Ana parecia ter dificuldade em colocar os pensamentos em palavras.
— Está tudo bem, pode falar. O que você quer? — encorajou Tainá, com voz serena.
— É que... bem, você acha que conseguiria arrumar mais um bico para mim? Eu queria aumentar um pouco a minha renda.
Tainá deu um meio sorriso. Aquela garota havia sentido o doce sabor da independência e agora estava viciada em ver seu próprio dinheiro render.
No entanto, desta vez, o pedido seria negado.
— Ana, não é que eu não queira estender a mão para te ajudar, mas você precisa lembrar que estamos no terceiro ano do Ensino Médio. Este é o momento que vai ditar o resto de nossas vidas.
Seu tom tornou-se severo e professoral.
— Se os trabalhos pesarem muito nas suas costas e seus estudos declinarem, você perderá a chance de entrar em uma boa universidade. Quando perceber o erro e bater o arrependimento, não haverá retorno.
Na vida, a pessoa deve saber o que sacrificar para garantir um objetivo maior.
— Você já tem a sua estabilidade com esses freelancers. É o suficiente para suprir suas refeições e ainda engordar um pouco a poupança.
— Sim, você tem total razão, Tainá. Meu pavor constante é não ter o suficiente para pagar as mensalidades da universidade no futuro.
— Então passe no vestibular primeiro. Você ao menos considerou a possibilidade real de não ser aprovada?
A intensidade nos olhos de Tainá era calculada. — O exame de admissão à universidade é como uma ponte pênsil lotada sob um abismo; se subestimar a dificuldade, não sobrará nada para salvar.
Era indispensável alimentar uma fagulha de desespero construtivo em Ana para que seu foco se estreitasse unicamente nos livros.
— No momento que garantir a sua vaga, se a mensalidade pesar, você sempre poderá aplicar para os programas estudantis de financiamento. Pode arrumar trabalhos temporários nas férias de inverno ou até achar um estágio dentro do próprio campus.
Ana morava em um ambiente simples e isolado, sua infância não havia visto o contorno majestoso das metrópoles. Em sua mente, o único passaporte para o sucesso estava trancafiado entre os parágrafos de suas apostilas, e as engrenagens da sociedade real ainda pareciam confusas para ela.
— Você sempre sabe o que dizer. Enxerga muito mais longe que eu. Farei do jeito que você sugeriu.
As bochechas de Ana assumiram uma coloração rubra. — Então... você acha que pode me arrumar uma vaga nessas férias de fim de ano? Ah, e me lembrei, eu ainda lhe devo aquele almoço de comemoração.
A garota até que estava aprendendo rápido como as teias sociais operavam.

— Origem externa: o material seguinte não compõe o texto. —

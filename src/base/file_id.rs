//! Identifiers for tracking open documents.

use std::fmt;

/// An interned identifier for one open document.
///
/// `FileId` is a lightweight handle (just a u32) that uniquely identifies a
/// document for the duration of a host session. The path or URI it stands
/// for is tracked by the document store; the resolver and the provider
/// boundary only ever see the handle.
///
/// Hosts may discard and recreate symbol trees on every edit, but the
/// `FileId` of a document stays stable until the document is closed.
#[derive(Copy, Clone, Eq, PartialEq, Hash, Ord, PartialOrd)]
pub struct FileId(pub u32);

impl FileId {
    /// Create a new FileId from a raw index.
    #[inline]
    pub const fn new(id: u32) -> Self {
        Self(id)
    }

    /// Get the raw index.
    #[inline]
    pub const fn index(self) -> u32 {
        self.0
    }
}

impl fmt::Debug for FileId {
    fn fmt(&self, f: &mut fmt::Formatter<'_>) -> fmt::Result {
        write!(f, "FileId({})", self.0)
    }
}

impl fmt::Display for FileId {
    fn fmt(&self, f: &mut fmt::Formatter<'_>) -> fmt::Result {
        write!(f, "doc#{}", self.0)
    }
}

impl From<u32> for FileId {
    #[inline]
    fn from(id: u32) -> Self {
        Self(id)
    }
}

impl From<FileId> for u32 {
    #[inline]
    fn from(id: FileId) -> Self {
        id.0
    }
}
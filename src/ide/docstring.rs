//! Docstring range resolution — where foldable docstrings begin.
//!
//! This module walks a document's symbol outline and finds every function,
//! method, or class whose body opens with a multi-line triple-quoted
//! docstring. Single-line docstrings are skipped: collapsing them would
//! save no vertical space.

use tracing::trace;

use crate::base::LineCol;
use crate::document::DocumentText;
use crate::outline::DocumentSymbol;

const TRIPLE_QUOTE: &str = "\"\"\"";

/// A docstring literal found at the start of a symbol body.
#[derive(Debug, Clone, Copy)]
struct DocstringMatch<'a> {
    /// The matched literal, delimiters included.
    literal: &'a str,
    /// Number of lines the literal spans.
    line_count: u32,
}

/// Find the start lines of all foldable docstrings under `symbols`.
///
/// Walks the symbol tree in pre-order (parent before children, children in
/// given order) and, for every function, method, or class, checks whether
/// its body opens with a triple-quoted docstring. A docstring spanning more
/// than one line contributes the symbol's first body line to the result;
/// single-line docstrings and docstring-less symbols contribute nothing.
/// Symbols of other kinds are never scanned themselves, but their children
/// are still visited.
///
/// Every returned line lies strictly inside the span of the symbol that
/// produced it, at or after its first body line. The function reads its
/// inputs and nothing else; calling it twice yields the same result.
pub fn docstring_start_lines(symbols: &[DocumentSymbol], document: &DocumentText) -> Vec<u32> {
    let mut lines = Vec::new();

    // Walk with an explicit stack rather than recursion: the tree comes
    // from an external provider, so its nesting depth is untrusted.
    let mut stack: Vec<&DocumentSymbol> = symbols.iter().rev().collect();
    while let Some(symbol) = stack.pop() {
        if symbol.kind.is_documentable() {
            if let Some(found) = body_docstring(symbol, document) {
                trace!(
                    "docstring under {:?} spans {} line(s), {} byte(s)",
                    symbol.name,
                    found.line_count,
                    found.literal.len(),
                );
                if found.line_count > 1 {
                    lines.push(first_body_line(symbol));
                }
            }
        }
        stack.extend(symbol.children.iter().rev());
    }

    lines
}

/// First line of a symbol's body: the line after its signature opens.
fn first_body_line(symbol: &DocumentSymbol) -> u32 {
    symbol.span.start.line + 1
}

/// Scan one symbol's body for an opening docstring.
///
/// The scan is anchored to the first body line rather than the whole
/// symbol text, so triple-quoted literals used as ordinary values deeper
/// in the body are never mistaken for documentation.
fn body_docstring<'d>(
    symbol: &DocumentSymbol,
    document: &'d DocumentText,
) -> Option<DocstringMatch<'d>> {
    let body_start = LineCol::new(first_body_line(symbol), 0);
    let body = document.slice(body_start, symbol.span.end)?;
    scan_docstring(body)
}

/// Lexical docstring scan over a symbol body.
///
/// The docstring must be the first non-whitespace content of the body
/// (newlines count as whitespace). The literal ends at the first closing
/// triple quote, with at least one character between the delimiters; an
/// unterminated literal is no match.
fn scan_docstring(body: &str) -> Option<DocstringMatch<'_>> {
    let opened = body.trim_start();
    let after_open = opened.strip_prefix(TRIPLE_QUOTE)?;
    let first = after_open.chars().next()?;
    let close = after_open[first.len_utf8()..].find(TRIPLE_QUOTE)? + first.len_utf8();
    let literal = &opened[..TRIPLE_QUOTE.len() + close + TRIPLE_QUOTE.len()];
    let line_count = literal.bytes().filter(|&b| b == b'\n').count() as u32 + 1;

    Some(DocstringMatch { literal, line_count })
}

— Combinado. Quando a semana de avaliações encerrar, quero que me leve para comermos um pastel de feira. Faz tanto tempo que a minha boca saliva só de pensar. — Tainá fez uma expressão perfeitamente dramática, simulando uma fome de dias.

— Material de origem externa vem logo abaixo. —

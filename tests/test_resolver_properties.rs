//! Property-based tests for the docstring resolver.
//!
//! Uses proptest to generate symbol trees and synthetic documents, then
//! checks the resolver's contract: idempotence, body containment of every
//! emitted line, and that only documentable symbol kinds ever contribute.
//! Spans are generated independently of the text, the same as a confused
//! or stale provider would report them, so the properties must hold for
//! ranges that point at blank lines, at literals, or past the document.
#![cfg(feature = "proptest")]

use proptest::prelude::*;

use docfold::base::Span;
use docfold::document::DocumentText;
use docfold::ide::docstring_start_lines;
use docfold::outline::{DocumentSymbol, SymbolKind};

const MAX_LINE: u32 = 24;

// ============================================================================
// STRATEGIES
// ============================================================================

/// Strategy over a mix of documentable and non-documentable kinds.
fn arb_kind() -> impl Strategy<Value = SymbolKind> + Clone {
    prop_oneof![
        Just(SymbolKind::Function),
        Just(SymbolKind::Method),
        Just(SymbolKind::Class),
        Just(SymbolKind::Variable),
        Just(SymbolKind::Module),
        Just(SymbolKind::Constant),
    ]
}

/// Strategy for kinds that never carry a docstring of their own.
fn arb_non_documentable_kind() -> impl Strategy<Value = SymbolKind> + Clone {
    prop_oneof![
        Just(SymbolKind::Variable),
        Just(SymbolKind::Module),
        Just(SymbolKind::Constant),
        Just(SymbolKind::String),
    ]
}

/// Strategy for spans with ordered lines and a small end column.
fn arb_span() -> impl Strategy<Value = Span> {
    (0..MAX_LINE, 0..MAX_LINE, 0..8u32).prop_map(|(a, b, end_col)| {
        let (start, end) = if a <= b { (a, b) } else { (b, a) };
        Span::from_lines(start, 0, end, end_col)
    })
}

/// Strategy for symbol trees up to three levels deep.
fn arb_symbol(
    kind: impl Strategy<Value = SymbolKind> + Clone + 'static,
) -> impl Strategy<Value = DocumentSymbol> {
    let leaf = (kind.clone(), arb_span())
        .prop_map(|(kind, span)| DocumentSymbol::new("sym", kind, span));
    leaf.prop_recursive(3, 12, 3, move |inner| {
        (kind.clone(), arb_span(), prop::collection::vec(inner, 0..3)).prop_map(
            |(kind, span, children)| {
                DocumentSymbol::new("sym", kind, span).with_children(children)
            },
        )
    })
}

fn arb_symbols() -> impl Strategy<Value = Vec<DocumentSymbol>> {
    prop::collection::vec(arb_symbol(arb_kind()), 0..4)
}

/// Strategy for documents assembled from docstring-shaped line fragments.
fn arb_document() -> impl Strategy<Value = DocumentText> {
    prop::collection::vec(
        prop_oneof![
            Just(""),
            Just("    pass"),
            Just("def f():"),
            Just("    \"\"\""),
            Just("    \"\"\"one line\"\"\""),
            Just("    \"\"\"opens here"),
            Just("    closes\"\"\""),
        ],
        1..(MAX_LINE as usize),
    )
    .prop_map(|lines| DocumentText::new(lines.join("\n")))
}

/// Flatten a tree into all of its symbols.
fn all_symbols(symbols: &[DocumentSymbol]) -> Vec<&DocumentSymbol> {
    let mut all = Vec::new();
    let mut stack: Vec<&DocumentSymbol> = symbols.iter().collect();
    while let Some(sym) = stack.pop() {
        all.push(sym);
        stack.extend(sym.children.iter());
    }
    all
}

// ============================================================================
// PROPERTIES
// ============================================================================

proptest! {
    #[test]
    fn resolve_is_idempotent(symbols in arb_symbols(), document in arb_document()) {
        let first = docstring_start_lines(&symbols, &document);
        let second = docstring_start_lines(&symbols, &document);
        prop_assert_eq!(first, second);
    }

    #[test]
    fn emitted_lines_lie_in_a_documentable_body(
        symbols in arb_symbols(),
        document in arb_document(),
    ) {
        let lines = docstring_start_lines(&symbols, &document);
        let all = all_symbols(&symbols);

        for line in lines {
            prop_assert!(
                all.iter().any(|sym| {
                    sym.kind.is_documentable()
                        && sym.span.start.line + 1 == line
                        && line <= sym.span.end.line
                }),
                "line {} escapes every documentable symbol body",
                line
            );
        }
    }

    #[test]
    fn at_most_one_entry_per_documentable_symbol(
        symbols in arb_symbols(),
        document in arb_document(),
    ) {
        let lines = docstring_start_lines(&symbols, &document);
        let documentable = all_symbols(&symbols)
            .iter()
            .filter(|sym| sym.kind.is_documentable())
            .count();
        prop_assert!(lines.len() <= documentable);
    }

    #[test]
    fn non_documentable_trees_emit_nothing(
        symbols in prop::collection::vec(arb_symbol(arb_non_documentable_kind()), 0..4),
        document in arb_document(),
    ) {
        prop_assert!(docstring_start_lines(&symbols, &document).is_empty());
    }
}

— Deixe comigo. Assim que as canetas descerem na mesa no último dia de prova, é isso que nós faremos, hehe.
O Sr. Carlos poderia ter todos os luxos do mundo, mas definitivamente abominava os covardes oportunistas.
— Bom saber disso — replicou Tainá.
— Para apaziguar a sua pulga atrás da orelha: a dissertação oficial trará o tema "Meu Ideal". Do resto das questões, minha memória decidiu descartar completamente.

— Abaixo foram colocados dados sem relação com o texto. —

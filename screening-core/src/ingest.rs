//! Reference list ingestion
//!
//! Turns the published semicolon-delimited list into an immutable
//! [`ReferenceIndex`]: natural persons only, whole names restricted to Latin
//! script, exact duplicates removed.

use crate::config::{delimiter_byte, IngestConfig};
use crate::error::IngestError;
use crate::matcher::PreparedAlias;
use crate::types::ReferenceAlias;
use chrono::NaiveDate;
use regex::Regex;
use serde::{Deserialize, Serialize};
use std::collections::{HashMap, HashSet};
use std::io::Read;
use std::path::Path;
use std::sync::LazyLock;
use tracing::{debug, info};

pub const COL_SUBJECT_TYPE: &str = "Entity_SubjectType";
pub const COL_ENTITY_ID: &str = "Entity_LogicalId";
pub const COL_LAST_NAME: &str = "NameAlias_LastName";
pub const COL_FIRST_NAME: &str = "NameAlias_FirstName";
pub const COL_MIDDLE_NAME: &str = "NameAlias_MiddleName";
pub const COL_WHOLE_NAME: &str = "NameAlias_WholeName";
pub const COL_GENERATION_DATE: &str = "fileGenerationDate";

const MANDATORY_COLUMNS: [&str; 3] = [COL_SUBJECT_TYPE, COL_ENTITY_ID, COL_WHOLE_NAME];

static LATIN_NAME: LazyLock<Regex> = LazyLock::new(|| {
    Regex::new(r#"^[A-Za-z0-9\s.,'\-"()&;:!?čćšž]*$"#).expect("latin name pattern is valid")
});

/// Whole names outside Latin script (plus lower-case č ć š ž) are not screenable.
pub fn is_latin(text: &str) -> bool {
    LATIN_NAME.is_match(text)
}

/// The list as read from disk: headers plus untyped rows
#[derive(Debug, Clone, Default)]
pub struct RawReferenceList {
    headers: Vec<String>,
    rows: Vec<Vec<String>>,
}

impl RawReferenceList {
    pub fn new(headers: Vec<String>, rows: Vec<Vec<String>>) -> Self {
        Self {
            headers: headers.iter().map(|h| normalize_header(h)).collect(),
            rows,
        }
    }

    /// Read a delimited list. Short rows are accepted; missing cells read as empty.
    pub fn from_reader<R: Read>(reader: R, delimiter: u8) -> Result<Self, IngestError> {
        let mut csv = csv::ReaderBuilder::new()
            .delimiter(delimiter)
            .flexible(true)
            .from_reader(reader);

        let headers = csv.headers()?.iter().map(normalize_header).collect();
        let mut rows = Vec::new();
        for record in csv.records() {
            let record = record?;
            rows.push(record.iter().map(str::to_string).collect());
        }

        Ok(Self { headers, rows })
    }

    pub fn from_path(path: impl AsRef<Path>, delimiter: u8) -> Result<Self, IngestError> {
        let file = std::fs::File::open(path)?;
        Self::from_reader(std::io::BufReader::new(file), delimiter)
    }

    pub fn headers(&self) -> &[String] {
        &self.headers
    }

    pub fn len(&self) -> usize {
        self.rows.len()
    }

    pub fn is_empty(&self) -> bool {
        self.rows.is_empty()
    }

    fn column(&self, name: &str) -> Option<usize> {
        self.headers.iter().position(|h| h == name)
    }
}

fn normalize_header(raw: &str) -> String {
    raw.trim().trim_matches('\u{feff}').to_string()
}

/// Facts about the published list itself
#[derive(Debug, Clone, Default, PartialEq, Eq, Serialize, Deserialize)]
pub struct ListMetadata {
    /// `fileGenerationDate` as published
    pub file_generation_date: Option<String>,
}

impl ListMetadata {
    /// Publication date, if the published value is a recognizable date
    pub fn generation_date(&self) -> Option<NaiveDate> {
        let raw = self.file_generation_date.as_deref()?.trim();
        let day = raw.split(['T', ' ']).next().unwrap_or(raw);
        NaiveDate::parse_from_str(day, "%Y-%m-%d")
            .or_else(|_| NaiveDate::parse_from_str(day, "%d/%m/%Y"))
            .ok()
    }
}

/// Row accounting for one index build
#[derive(Debug, Clone, Copy, Default, PartialEq, Eq, Serialize, Deserialize)]
pub struct IngestStats {
    pub rows_read: usize,
    pub person_rows: usize,
    pub rejected_script: usize,
    pub missing_entity: usize,
    pub duplicates: usize,
    pub aliases: usize,
    pub entities: usize,
}

#[derive(Debug, Clone)]
pub(crate) struct IndexedAlias {
    pub(crate) alias: ReferenceAlias,
    pub(crate) prepared: PreparedAlias,
}

/// Immutable, entity-grouped set of screenable aliases.
///
/// Shared read-only between concurrent readers once built.
#[derive(Debug, Clone)]
pub struct ReferenceIndex {
    aliases: Vec<IndexedAlias>,
    by_entity: HashMap<String, Vec<usize>>,
    metadata: ListMetadata,
    stats: IngestStats,
}

impl ReferenceIndex {
    /// Index already-validated aliases, keeping their order.
    pub fn from_aliases(aliases: Vec<ReferenceAlias>, metadata: ListMetadata) -> Self {
        let mut by_entity: HashMap<String, Vec<usize>> = HashMap::new();
        let aliases: Vec<IndexedAlias> = aliases
            .into_iter()
            .enumerate()
            .map(|(position, alias)| {
                by_entity
                    .entry(alias.entity_id.clone())
                    .or_default()
                    .push(position);
                IndexedAlias {
                    prepared: PreparedAlias::new(&alias),
                    alias,
                }
            })
            .collect();

        let stats = IngestStats {
            aliases: aliases.len(),
            entities: by_entity.len(),
            ..IngestStats::default()
        };

        Self {
            aliases,
            by_entity,
            metadata,
            stats,
        }
    }

    pub fn len(&self) -> usize {
        self.aliases.len()
    }

    pub fn is_empty(&self) -> bool {
        self.aliases.is_empty()
    }

    pub fn entity_count(&self) -> usize {
        self.by_entity.len()
    }

    pub fn aliases(&self) -> impl Iterator<Item = &ReferenceAlias> {
        self.aliases.iter().map(|indexed| &indexed.alias)
    }

    /// Every alias of one entity, in index order
    pub fn entity_aliases<'a>(&'a self, entity_id: &str) -> impl Iterator<Item = &'a ReferenceAlias> + 'a {
        self.by_entity
            .get(entity_id)
            .map(Vec::as_slice)
            .unwrap_or_default()
            .iter()
            .map(move |&position| &self.aliases[position].alias)
    }

    pub fn metadata(&self) -> &ListMetadata {
        &self.metadata
    }

    pub fn stats(&self) -> &IngestStats {
        &self.stats
    }

    pub(crate) fn indexed(&self) -> &[IndexedAlias] {
        &self.aliases
    }
}

/// Builds a [`ReferenceIndex`] from a raw list
#[derive(Debug, Clone, Default)]
pub struct ReferenceListIngestor {
    config: IngestConfig,
}

impl ReferenceListIngestor {
    pub fn new(config: IngestConfig) -> Self {
        Self { config }
    }

    /// Read and index a list file in one go
    pub fn load(&self, path: impl AsRef<Path>) -> Result<ReferenceIndex, IngestError> {
        let path = path.as_ref();
        info!("Reading sanctions list from {}", path.display());
        let delimiter = delimiter_byte(self.config.delimiter)
            .ok_or(IngestError::InvalidDelimiter(self.config.delimiter))?;
        let raw = RawReferenceList::from_path(path, delimiter)?;
        self.build_index(&raw)
    }

    /// Filter, validate and deduplicate the raw rows into an index.
    pub fn build_index(&self, raw: &RawReferenceList) -> Result<ReferenceIndex, IngestError> {
        for column in MANDATORY_COLUMNS {
            if raw.column(column).is_none() {
                return Err(IngestError::MissingColumn(column.to_string()));
            }
        }

        let subject_col = raw.column(COL_SUBJECT_TYPE);
        let entity_col = raw.column(COL_ENTITY_ID);
        let whole_col = raw.column(COL_WHOLE_NAME);
        let last_col = raw.column(COL_LAST_NAME);
        let first_col = raw.column(COL_FIRST_NAME);
        let middle_col = raw.column(COL_MIDDLE_NAME);
        let date_col = raw.column(COL_GENERATION_DATE);

        let mut stats = IngestStats {
            rows_read: raw.len(),
            ..IngestStats::default()
        };
        let mut metadata = ListMetadata::default();
        let mut seen = HashSet::new();
        let mut aliases = Vec::new();

        for row in &raw.rows {
            if metadata.file_generation_date.is_none() {
                metadata.file_generation_date = cell(row, date_col);
            }

            if cell(row, subject_col).as_deref() != Some(self.config.person_subject_type.as_str()) {
                continue;
            }
            stats.person_rows += 1;

            let Some(whole_name) = cell(row, whole_col).filter(|name| is_latin(name)) else {
                stats.rejected_script += 1;
                continue;
            };

            let Some(entity_id) = cell(row, entity_col) else {
                stats.missing_entity += 1;
                continue;
            };

            let alias = ReferenceAlias {
                entity_id,
                last_name: cell(row, last_col),
                first_name: cell(row, first_col),
                middle_name: cell(row, middle_col),
                whole_name,
            };

            if seen.insert(alias.clone()) {
                aliases.push(alias);
            } else {
                stats.duplicates += 1;
            }
        }

        debug!(
            "Sanctions list filtering: {} rows, {} persons, {} rejected by script, {} without entity, {} duplicates",
            stats.rows_read, stats.person_rows, stats.rejected_script, stats.missing_entity, stats.duplicates
        );

        if aliases.is_empty() {
            return Err(IngestError::EmptyIndex);
        }

        let mut index = ReferenceIndex::from_aliases(aliases, metadata);
        stats.aliases = index.stats.aliases;
        stats.entities = index.stats.entities;
        index.stats = stats;

        info!(
            "Built reference index with {} aliases for {} entities (list date: {})",
            stats.aliases,
            stats.entities,
            index.metadata.file_generation_date.as_deref().unwrap_or("unknown")
        );

        Ok(index)
    }
}

/// Index a raw list with the default ingestion settings
pub fn build_index(raw: &RawReferenceList) -> Result<ReferenceIndex, IngestError> {
    ReferenceListIngestor::default().build_index(raw)
}

// Trimmed cell value; blank and out-of-range cells are absent.
fn cell(row: &[String], column: Option<usize>) -> Option<String> {
    let value = row.get(column?)?.trim();
    if value.is_empty() {
        None
    } else {
        Some(value.to_string())
    }
}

Avaliando que os minutos corriam e ele parecia um gato se corroendo de curiosidade, Tainá jogou-lhe o título sem pudores. Em poucos instantes, as carteiras seriam ocupadas; aquele pequeno segredo não iria destruir os pilares educacionais do país.
A primeira sessão do dia abraçaria os encantos da Literatura. Fiel à sua conduta, Tainá dissecou todas as questões com frieza milimétrica, checou a prova não apenas uma, mas duas vezes, antes de, silenciosamente, entregar seu manuscrito à mesa do professor fiscalizador.
Assim que transpôs a moldura da porta, um círculo já estava montado por alunos suando frio na contagem de acertos. Luna, com seu ímpeto característico, furou o cerco, agarrando-lhe as mãos.
— Tainá! Como é que foi? Me diz que foi bem!
Luna sempre foi um turbilhão ambulante. Dotada de um cérebro sagaz, sua ansiedade muitas vezes fazia dela a primeira a se atirar das chamas de uma prova, mas o preço por essas entregas precipitadas era colossal.
No segundo ano, uma dessas crises resultou num massacre nas notas, desencadeando a fúria apocalíptica de sua mãe, que aplicou-lhe um sermão épico. Para que serviu? De absolutamente nada. No exame seguinte, suas pernas ainda tremiam para entregar o pedaço de papel na mesma velocidade.
— Acho que me saí bastante bem — disse Tainá, adornando seus lábios com um sorriso brando.